**Problem to work on**
Records follow. Copy every line with "RwLock".

**Records provided**
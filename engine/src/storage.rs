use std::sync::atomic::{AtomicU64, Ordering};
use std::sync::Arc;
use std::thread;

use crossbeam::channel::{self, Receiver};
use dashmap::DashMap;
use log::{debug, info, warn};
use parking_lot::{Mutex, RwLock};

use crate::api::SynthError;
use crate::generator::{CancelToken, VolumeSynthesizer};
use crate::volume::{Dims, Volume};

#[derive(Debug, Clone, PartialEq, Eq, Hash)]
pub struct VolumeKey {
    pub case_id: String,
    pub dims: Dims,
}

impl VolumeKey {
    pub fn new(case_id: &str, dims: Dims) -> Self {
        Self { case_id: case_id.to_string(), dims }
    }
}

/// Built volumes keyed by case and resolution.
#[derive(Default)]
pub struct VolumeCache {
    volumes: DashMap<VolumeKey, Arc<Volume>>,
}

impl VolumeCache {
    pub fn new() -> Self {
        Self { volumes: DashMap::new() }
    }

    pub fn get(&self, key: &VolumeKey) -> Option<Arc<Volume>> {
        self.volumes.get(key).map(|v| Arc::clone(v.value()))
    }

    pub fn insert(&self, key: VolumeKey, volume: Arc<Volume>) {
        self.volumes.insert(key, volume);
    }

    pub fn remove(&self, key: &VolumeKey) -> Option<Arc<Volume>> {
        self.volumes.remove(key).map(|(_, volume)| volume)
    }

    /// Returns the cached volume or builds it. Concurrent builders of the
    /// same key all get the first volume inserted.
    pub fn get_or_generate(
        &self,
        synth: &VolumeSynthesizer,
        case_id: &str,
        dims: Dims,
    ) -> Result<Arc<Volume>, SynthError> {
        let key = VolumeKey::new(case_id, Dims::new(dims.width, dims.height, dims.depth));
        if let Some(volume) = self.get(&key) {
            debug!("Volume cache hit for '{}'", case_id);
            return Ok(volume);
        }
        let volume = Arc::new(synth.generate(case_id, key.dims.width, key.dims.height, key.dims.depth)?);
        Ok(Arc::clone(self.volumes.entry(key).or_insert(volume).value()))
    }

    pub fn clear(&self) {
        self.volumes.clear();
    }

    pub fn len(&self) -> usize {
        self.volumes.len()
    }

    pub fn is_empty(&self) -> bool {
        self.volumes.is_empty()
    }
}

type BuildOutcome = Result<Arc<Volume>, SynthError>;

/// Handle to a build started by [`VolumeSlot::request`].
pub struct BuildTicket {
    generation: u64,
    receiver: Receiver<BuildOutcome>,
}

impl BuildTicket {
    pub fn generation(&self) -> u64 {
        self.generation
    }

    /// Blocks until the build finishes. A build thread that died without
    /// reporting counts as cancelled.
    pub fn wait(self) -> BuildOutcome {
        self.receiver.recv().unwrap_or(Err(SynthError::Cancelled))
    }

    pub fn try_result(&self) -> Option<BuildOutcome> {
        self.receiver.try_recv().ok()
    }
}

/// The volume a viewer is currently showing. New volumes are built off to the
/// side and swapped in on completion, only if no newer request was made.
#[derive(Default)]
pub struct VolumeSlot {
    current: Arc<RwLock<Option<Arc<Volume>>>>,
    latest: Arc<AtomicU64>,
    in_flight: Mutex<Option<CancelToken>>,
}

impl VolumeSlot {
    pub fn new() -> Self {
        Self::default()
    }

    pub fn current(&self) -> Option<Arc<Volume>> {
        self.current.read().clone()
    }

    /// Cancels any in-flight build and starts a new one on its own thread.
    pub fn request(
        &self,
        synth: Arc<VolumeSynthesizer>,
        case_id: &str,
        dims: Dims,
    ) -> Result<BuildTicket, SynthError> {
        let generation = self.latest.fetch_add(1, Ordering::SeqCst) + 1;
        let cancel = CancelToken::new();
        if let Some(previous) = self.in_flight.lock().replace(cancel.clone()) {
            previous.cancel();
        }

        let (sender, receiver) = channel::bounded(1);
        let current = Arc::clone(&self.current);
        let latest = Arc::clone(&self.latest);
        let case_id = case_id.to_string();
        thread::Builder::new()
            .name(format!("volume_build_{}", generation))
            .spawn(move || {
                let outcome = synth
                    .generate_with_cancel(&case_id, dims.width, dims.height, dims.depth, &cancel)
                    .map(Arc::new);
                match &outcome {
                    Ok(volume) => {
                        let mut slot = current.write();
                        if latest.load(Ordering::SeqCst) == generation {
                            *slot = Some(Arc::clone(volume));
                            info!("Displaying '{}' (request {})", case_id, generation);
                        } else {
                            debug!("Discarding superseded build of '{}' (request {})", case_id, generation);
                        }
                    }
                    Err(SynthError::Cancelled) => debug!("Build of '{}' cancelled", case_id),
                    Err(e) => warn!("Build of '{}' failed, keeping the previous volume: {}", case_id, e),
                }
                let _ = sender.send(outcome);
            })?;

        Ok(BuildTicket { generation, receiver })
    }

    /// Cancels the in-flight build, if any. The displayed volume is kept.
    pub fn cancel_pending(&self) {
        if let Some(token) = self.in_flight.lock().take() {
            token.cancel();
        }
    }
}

* * *

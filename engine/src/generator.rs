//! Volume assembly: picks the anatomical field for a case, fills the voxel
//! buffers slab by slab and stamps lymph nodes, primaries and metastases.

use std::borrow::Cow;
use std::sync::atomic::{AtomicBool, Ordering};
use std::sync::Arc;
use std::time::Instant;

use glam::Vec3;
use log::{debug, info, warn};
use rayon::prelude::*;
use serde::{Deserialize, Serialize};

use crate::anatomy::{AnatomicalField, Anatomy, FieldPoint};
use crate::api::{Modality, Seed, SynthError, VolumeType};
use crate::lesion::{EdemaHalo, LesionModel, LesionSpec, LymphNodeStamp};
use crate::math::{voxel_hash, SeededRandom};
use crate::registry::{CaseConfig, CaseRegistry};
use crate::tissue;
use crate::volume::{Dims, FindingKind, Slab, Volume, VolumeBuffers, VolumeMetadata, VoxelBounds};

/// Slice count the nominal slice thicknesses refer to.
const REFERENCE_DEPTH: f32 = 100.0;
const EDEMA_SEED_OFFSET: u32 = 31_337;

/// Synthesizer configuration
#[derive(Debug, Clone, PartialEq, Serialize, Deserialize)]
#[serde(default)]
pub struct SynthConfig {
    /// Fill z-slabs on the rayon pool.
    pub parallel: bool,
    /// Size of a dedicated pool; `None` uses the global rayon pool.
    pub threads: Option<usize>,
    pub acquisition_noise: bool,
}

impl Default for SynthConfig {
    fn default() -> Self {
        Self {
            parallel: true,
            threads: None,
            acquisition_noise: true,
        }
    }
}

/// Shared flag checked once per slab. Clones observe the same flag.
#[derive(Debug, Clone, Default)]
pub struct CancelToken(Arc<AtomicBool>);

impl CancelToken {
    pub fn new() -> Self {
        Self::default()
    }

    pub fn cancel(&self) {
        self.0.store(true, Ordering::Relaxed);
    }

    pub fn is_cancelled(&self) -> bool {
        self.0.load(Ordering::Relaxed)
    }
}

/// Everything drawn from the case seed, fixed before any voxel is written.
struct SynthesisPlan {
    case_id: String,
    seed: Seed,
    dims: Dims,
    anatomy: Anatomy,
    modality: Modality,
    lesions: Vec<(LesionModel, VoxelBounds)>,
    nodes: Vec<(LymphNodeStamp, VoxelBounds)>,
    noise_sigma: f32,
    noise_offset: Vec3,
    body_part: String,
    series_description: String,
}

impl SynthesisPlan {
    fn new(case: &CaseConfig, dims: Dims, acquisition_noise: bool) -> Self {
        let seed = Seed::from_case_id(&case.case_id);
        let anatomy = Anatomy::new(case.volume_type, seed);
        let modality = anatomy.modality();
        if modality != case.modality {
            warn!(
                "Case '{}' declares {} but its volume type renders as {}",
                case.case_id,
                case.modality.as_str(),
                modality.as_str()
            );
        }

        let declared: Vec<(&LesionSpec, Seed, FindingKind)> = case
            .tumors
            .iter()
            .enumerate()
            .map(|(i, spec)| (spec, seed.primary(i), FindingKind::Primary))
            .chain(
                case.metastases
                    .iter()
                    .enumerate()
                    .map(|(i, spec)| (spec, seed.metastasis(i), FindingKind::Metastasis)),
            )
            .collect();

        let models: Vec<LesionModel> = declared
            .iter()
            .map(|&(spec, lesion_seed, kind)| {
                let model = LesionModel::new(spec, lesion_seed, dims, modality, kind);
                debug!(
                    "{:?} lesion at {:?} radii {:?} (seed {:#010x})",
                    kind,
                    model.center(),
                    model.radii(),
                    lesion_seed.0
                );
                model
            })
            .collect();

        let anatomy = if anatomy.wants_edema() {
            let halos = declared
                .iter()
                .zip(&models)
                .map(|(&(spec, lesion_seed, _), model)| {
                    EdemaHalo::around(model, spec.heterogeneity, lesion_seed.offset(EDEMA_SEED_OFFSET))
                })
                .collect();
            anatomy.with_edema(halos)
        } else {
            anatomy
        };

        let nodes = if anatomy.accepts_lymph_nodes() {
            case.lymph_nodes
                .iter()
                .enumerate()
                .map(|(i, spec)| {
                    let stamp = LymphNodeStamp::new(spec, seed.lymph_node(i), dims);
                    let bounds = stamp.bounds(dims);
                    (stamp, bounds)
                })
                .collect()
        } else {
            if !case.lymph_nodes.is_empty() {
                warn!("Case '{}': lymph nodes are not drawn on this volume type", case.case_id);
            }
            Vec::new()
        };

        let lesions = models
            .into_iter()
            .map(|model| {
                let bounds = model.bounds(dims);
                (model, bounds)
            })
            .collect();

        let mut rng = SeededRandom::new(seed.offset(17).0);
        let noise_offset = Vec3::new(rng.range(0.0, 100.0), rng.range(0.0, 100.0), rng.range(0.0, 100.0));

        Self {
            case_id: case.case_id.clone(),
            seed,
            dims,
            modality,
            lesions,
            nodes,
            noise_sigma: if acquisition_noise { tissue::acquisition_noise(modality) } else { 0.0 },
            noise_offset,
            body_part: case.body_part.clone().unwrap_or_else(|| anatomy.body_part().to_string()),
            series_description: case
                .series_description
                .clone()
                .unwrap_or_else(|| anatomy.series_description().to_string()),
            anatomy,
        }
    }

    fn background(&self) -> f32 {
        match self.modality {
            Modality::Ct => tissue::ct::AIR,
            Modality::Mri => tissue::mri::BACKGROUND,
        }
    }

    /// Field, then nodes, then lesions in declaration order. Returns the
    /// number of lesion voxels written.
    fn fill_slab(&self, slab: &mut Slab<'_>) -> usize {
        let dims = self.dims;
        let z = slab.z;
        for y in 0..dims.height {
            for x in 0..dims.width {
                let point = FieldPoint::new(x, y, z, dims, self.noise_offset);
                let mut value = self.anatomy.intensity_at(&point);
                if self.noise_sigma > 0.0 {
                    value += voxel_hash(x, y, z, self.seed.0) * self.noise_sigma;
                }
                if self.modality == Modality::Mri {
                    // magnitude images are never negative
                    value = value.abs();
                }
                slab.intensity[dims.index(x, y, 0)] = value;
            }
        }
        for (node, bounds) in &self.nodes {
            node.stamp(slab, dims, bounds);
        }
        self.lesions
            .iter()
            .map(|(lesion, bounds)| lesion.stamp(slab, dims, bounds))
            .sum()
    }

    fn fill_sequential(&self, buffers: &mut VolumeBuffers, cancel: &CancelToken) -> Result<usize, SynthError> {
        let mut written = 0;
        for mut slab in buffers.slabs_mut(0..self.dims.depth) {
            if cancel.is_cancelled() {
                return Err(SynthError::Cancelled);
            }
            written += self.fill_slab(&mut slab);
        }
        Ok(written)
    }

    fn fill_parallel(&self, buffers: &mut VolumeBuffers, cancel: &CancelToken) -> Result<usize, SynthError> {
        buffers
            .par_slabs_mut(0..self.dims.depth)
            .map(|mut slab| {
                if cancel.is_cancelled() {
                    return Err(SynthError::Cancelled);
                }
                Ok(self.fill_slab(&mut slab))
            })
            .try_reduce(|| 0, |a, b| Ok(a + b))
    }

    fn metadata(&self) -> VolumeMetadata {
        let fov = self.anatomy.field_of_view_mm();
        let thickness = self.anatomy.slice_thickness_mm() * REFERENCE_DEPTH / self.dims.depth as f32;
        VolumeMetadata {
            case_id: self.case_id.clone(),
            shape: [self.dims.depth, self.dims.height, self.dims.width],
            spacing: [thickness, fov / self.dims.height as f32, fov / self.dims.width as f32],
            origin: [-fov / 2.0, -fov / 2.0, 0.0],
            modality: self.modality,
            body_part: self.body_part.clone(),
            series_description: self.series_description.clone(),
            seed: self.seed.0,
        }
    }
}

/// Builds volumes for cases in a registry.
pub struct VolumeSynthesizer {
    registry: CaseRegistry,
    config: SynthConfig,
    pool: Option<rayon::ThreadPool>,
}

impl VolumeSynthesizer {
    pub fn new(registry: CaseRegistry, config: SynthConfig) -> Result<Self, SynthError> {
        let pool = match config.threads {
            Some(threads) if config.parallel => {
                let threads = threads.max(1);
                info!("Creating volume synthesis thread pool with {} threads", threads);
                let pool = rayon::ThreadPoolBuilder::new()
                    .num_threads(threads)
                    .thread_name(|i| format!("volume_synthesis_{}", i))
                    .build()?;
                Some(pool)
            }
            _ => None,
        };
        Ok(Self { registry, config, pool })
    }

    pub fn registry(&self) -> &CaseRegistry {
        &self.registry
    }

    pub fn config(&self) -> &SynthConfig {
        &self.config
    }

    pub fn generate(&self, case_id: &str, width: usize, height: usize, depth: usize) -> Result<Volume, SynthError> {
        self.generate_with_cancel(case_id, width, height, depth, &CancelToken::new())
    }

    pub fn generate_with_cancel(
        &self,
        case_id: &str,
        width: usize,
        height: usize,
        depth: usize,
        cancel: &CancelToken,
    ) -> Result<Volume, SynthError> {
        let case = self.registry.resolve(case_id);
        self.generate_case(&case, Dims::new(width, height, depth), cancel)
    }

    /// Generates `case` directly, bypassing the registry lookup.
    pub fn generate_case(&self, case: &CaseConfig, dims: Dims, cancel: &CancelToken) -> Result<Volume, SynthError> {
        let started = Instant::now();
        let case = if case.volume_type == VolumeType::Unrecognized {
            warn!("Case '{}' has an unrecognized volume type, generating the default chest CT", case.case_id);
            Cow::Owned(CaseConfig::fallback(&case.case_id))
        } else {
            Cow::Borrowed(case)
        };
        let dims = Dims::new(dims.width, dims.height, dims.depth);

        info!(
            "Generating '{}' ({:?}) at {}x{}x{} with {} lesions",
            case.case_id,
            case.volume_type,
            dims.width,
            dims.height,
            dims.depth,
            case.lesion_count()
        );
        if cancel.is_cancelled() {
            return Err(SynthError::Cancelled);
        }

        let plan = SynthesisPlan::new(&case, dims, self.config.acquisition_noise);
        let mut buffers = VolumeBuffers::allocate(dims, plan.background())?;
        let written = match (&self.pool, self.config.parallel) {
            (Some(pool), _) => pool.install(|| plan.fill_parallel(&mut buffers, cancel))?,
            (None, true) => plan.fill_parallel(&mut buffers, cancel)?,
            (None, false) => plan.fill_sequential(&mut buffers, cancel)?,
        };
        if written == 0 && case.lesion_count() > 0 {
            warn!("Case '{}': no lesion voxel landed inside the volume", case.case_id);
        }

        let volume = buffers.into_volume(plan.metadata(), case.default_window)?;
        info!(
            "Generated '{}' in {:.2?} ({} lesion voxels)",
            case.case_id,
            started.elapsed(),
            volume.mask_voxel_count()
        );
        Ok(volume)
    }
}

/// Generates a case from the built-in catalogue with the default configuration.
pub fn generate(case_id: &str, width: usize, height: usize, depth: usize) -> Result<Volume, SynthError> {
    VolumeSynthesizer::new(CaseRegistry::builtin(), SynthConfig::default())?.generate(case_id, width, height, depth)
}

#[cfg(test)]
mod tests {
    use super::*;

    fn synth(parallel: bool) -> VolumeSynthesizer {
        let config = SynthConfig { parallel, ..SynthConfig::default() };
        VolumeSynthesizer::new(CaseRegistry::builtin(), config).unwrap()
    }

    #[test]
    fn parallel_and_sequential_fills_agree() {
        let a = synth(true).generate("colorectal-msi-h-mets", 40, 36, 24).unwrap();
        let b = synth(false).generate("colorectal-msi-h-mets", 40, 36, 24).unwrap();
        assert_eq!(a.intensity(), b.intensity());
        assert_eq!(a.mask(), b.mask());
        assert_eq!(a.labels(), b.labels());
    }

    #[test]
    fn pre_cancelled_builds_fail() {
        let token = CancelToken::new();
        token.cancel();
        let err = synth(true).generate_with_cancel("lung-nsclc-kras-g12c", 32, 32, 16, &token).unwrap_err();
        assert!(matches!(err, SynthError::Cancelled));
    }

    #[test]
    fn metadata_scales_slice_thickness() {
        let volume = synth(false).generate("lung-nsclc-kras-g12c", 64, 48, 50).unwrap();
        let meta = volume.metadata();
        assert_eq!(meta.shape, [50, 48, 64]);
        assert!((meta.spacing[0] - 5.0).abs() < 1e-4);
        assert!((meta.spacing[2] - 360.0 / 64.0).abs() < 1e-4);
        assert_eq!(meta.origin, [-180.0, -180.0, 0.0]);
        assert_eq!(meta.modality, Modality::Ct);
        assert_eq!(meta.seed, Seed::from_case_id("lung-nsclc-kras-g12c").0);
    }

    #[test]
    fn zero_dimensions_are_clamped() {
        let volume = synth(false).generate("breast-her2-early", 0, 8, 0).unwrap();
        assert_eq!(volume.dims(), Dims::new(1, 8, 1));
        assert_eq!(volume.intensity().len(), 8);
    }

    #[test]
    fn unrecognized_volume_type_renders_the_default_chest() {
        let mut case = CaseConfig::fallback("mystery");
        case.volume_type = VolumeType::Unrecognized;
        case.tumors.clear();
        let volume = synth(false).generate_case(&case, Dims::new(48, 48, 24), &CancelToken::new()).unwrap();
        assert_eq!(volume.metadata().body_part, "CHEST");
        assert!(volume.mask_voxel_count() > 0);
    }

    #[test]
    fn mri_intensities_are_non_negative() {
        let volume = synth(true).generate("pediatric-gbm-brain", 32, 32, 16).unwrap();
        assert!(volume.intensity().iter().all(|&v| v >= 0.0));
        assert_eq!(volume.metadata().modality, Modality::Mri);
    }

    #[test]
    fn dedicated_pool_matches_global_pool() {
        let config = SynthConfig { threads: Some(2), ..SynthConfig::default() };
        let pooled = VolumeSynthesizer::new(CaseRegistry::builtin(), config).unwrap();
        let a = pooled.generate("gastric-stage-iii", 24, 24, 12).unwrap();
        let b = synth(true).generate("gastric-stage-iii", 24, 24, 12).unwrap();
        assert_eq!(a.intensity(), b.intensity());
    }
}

---

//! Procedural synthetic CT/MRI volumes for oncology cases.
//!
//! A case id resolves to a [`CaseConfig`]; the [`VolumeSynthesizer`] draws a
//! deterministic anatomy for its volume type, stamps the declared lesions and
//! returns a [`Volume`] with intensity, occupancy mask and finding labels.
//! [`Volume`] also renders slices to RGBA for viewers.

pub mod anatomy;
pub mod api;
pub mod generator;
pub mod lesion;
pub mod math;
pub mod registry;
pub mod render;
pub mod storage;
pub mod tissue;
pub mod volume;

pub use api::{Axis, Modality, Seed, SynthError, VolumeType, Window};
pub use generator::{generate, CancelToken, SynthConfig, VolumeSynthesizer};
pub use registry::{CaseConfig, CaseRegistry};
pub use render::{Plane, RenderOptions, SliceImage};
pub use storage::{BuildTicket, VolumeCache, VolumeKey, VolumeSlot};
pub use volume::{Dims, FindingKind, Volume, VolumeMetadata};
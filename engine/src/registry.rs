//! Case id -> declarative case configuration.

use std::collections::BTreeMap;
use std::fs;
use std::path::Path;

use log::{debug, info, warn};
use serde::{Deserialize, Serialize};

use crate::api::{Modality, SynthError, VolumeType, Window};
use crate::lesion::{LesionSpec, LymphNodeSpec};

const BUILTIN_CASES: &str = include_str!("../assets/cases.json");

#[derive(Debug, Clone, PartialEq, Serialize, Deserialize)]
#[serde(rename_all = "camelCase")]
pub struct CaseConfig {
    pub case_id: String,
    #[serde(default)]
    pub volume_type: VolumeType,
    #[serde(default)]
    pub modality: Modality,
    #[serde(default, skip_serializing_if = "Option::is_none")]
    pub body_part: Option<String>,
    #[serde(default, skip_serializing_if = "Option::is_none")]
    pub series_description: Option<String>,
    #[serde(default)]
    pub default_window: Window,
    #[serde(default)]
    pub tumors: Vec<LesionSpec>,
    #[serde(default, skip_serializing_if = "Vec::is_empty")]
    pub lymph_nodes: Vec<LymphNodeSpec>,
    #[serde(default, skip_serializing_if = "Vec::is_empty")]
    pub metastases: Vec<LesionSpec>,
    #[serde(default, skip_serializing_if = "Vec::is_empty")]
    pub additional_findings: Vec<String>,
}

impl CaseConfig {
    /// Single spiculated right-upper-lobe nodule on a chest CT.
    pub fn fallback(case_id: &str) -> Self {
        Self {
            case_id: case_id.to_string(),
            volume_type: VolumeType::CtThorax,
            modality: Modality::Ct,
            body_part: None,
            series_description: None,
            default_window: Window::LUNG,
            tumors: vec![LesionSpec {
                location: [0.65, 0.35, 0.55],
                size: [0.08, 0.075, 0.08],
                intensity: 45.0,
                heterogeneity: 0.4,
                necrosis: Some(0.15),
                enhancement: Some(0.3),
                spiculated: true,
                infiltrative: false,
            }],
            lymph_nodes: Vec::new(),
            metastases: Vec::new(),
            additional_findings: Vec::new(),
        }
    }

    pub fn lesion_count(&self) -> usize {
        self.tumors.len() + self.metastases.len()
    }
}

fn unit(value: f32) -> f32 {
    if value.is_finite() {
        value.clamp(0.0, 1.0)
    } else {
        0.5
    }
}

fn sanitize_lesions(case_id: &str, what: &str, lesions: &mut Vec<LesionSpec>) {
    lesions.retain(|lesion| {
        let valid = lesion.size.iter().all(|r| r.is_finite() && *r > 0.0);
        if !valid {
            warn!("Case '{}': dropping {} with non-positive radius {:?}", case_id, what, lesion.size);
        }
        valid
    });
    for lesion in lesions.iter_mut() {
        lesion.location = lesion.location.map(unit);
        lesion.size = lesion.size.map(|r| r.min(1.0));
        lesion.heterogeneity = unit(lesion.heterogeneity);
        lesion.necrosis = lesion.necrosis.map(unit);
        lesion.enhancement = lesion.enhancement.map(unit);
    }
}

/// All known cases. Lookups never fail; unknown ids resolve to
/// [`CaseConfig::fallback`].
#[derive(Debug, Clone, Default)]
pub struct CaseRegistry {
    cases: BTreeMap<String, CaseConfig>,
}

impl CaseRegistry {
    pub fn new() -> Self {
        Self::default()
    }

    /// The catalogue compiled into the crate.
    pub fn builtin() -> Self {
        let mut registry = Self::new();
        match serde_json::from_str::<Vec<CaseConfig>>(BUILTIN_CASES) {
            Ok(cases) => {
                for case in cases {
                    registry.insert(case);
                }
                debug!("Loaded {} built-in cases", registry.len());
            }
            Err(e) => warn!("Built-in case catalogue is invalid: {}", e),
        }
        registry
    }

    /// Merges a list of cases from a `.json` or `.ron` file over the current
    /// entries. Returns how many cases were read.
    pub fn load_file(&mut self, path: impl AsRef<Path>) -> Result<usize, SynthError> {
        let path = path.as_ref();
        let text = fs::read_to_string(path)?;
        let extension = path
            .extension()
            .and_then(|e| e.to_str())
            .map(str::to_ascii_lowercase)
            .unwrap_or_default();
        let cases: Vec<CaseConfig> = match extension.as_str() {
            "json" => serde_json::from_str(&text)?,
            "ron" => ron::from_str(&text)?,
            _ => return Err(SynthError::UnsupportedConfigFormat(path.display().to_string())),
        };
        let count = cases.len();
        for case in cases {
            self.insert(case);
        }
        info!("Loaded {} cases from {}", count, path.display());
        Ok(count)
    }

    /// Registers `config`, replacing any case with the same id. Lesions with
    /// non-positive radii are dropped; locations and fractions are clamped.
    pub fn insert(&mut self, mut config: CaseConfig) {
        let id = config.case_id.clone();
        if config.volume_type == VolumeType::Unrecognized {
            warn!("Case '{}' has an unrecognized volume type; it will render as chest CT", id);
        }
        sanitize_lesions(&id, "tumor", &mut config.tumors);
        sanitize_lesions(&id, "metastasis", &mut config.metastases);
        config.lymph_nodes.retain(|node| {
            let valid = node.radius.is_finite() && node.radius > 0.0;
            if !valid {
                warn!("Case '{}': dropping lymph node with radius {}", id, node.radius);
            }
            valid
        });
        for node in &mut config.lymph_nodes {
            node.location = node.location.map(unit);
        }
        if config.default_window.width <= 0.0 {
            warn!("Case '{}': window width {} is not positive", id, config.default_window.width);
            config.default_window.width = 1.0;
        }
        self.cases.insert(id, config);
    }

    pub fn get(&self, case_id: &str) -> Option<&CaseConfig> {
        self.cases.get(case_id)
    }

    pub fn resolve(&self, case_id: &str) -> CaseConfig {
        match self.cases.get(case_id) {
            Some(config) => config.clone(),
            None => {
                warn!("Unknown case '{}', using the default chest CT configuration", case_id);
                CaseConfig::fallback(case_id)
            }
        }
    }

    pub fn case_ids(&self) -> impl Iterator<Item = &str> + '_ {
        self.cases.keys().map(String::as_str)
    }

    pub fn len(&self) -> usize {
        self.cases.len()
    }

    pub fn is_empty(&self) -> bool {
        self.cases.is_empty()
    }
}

**Answer to this task**
use parking_lot::{Mutex, RwLock};
    current: Arc<RwLock<Option<Arc<Volume>>>>,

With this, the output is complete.